MBA applicants are required to take the GMAT. It is evaluated on a 200-800 point scale and has sections on Quantitative Reasoning, Verbal Reasoning, Internal Reasoning and Analytical writing. Further details can be found here: http://www.mba.com/

Living half way across the world, how does one cope?
Contrary to popular perception, adjustment to the new social environment and culture is not that difficult. For students who do suffer from homesickness, American universities offer a variety of support services and in-house counselors to help address and overcome issues. One is likely to find an active Indian diaspora in almost every top university. They regularly meet and organize cultural and social events. With the spread of the Indian diaspora, Indian restaurants have spawned in all major cities so food shouldn’t be much of a problem either. Americans are known to be straight forward and friendly so social integration isn’t as difficult as one might fear it to be. 

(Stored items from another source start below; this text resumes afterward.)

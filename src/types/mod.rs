//! Normalized request/response model shared by all provider adapters.

mod request;
mod response;

pub use request::{ChatMessage, LlmRequest, MessageRole};
pub use response::{ChunkStream, LlmResponse, StreamChunk, Usage};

How does one finance a US education?
Good things often come at a price and such is the case with a US education. A degree at any level has a sticker price upwards of $100,000. For most Indian families this would be enough to shelve all plans but the good news is that meritorious students have a number of scholarships up for grabs. At the undergraduate level, not many external scholarships are available, so students usually seek the ‘financial aid’ offered by their universities. Financial aid is given on the basis of a student’s financial need and admissions do become tougher if one applies for it. For post-graduate and MBA students, a number of external scholarships are available in addition to university funding. Most students take up campus jobs to manage living expenses and post-graduate students also have the opportunity to work as paid teaching and research assistants. Getting a loan is not easy. Indian banks have caps on their loan amounts and American banks require a co-signer residing in the US. Despite all of this, it must be stated that the return on investment on a degree from a top university is quite good in the long run. For example, the mean starting salary of a Stanford Computer Science graduate is $93,850 and the median starting salary of a Harvard MBA before bonuses and benefits is $120,000. So, even with the falling rupee, a US degree would still be worth it for top students.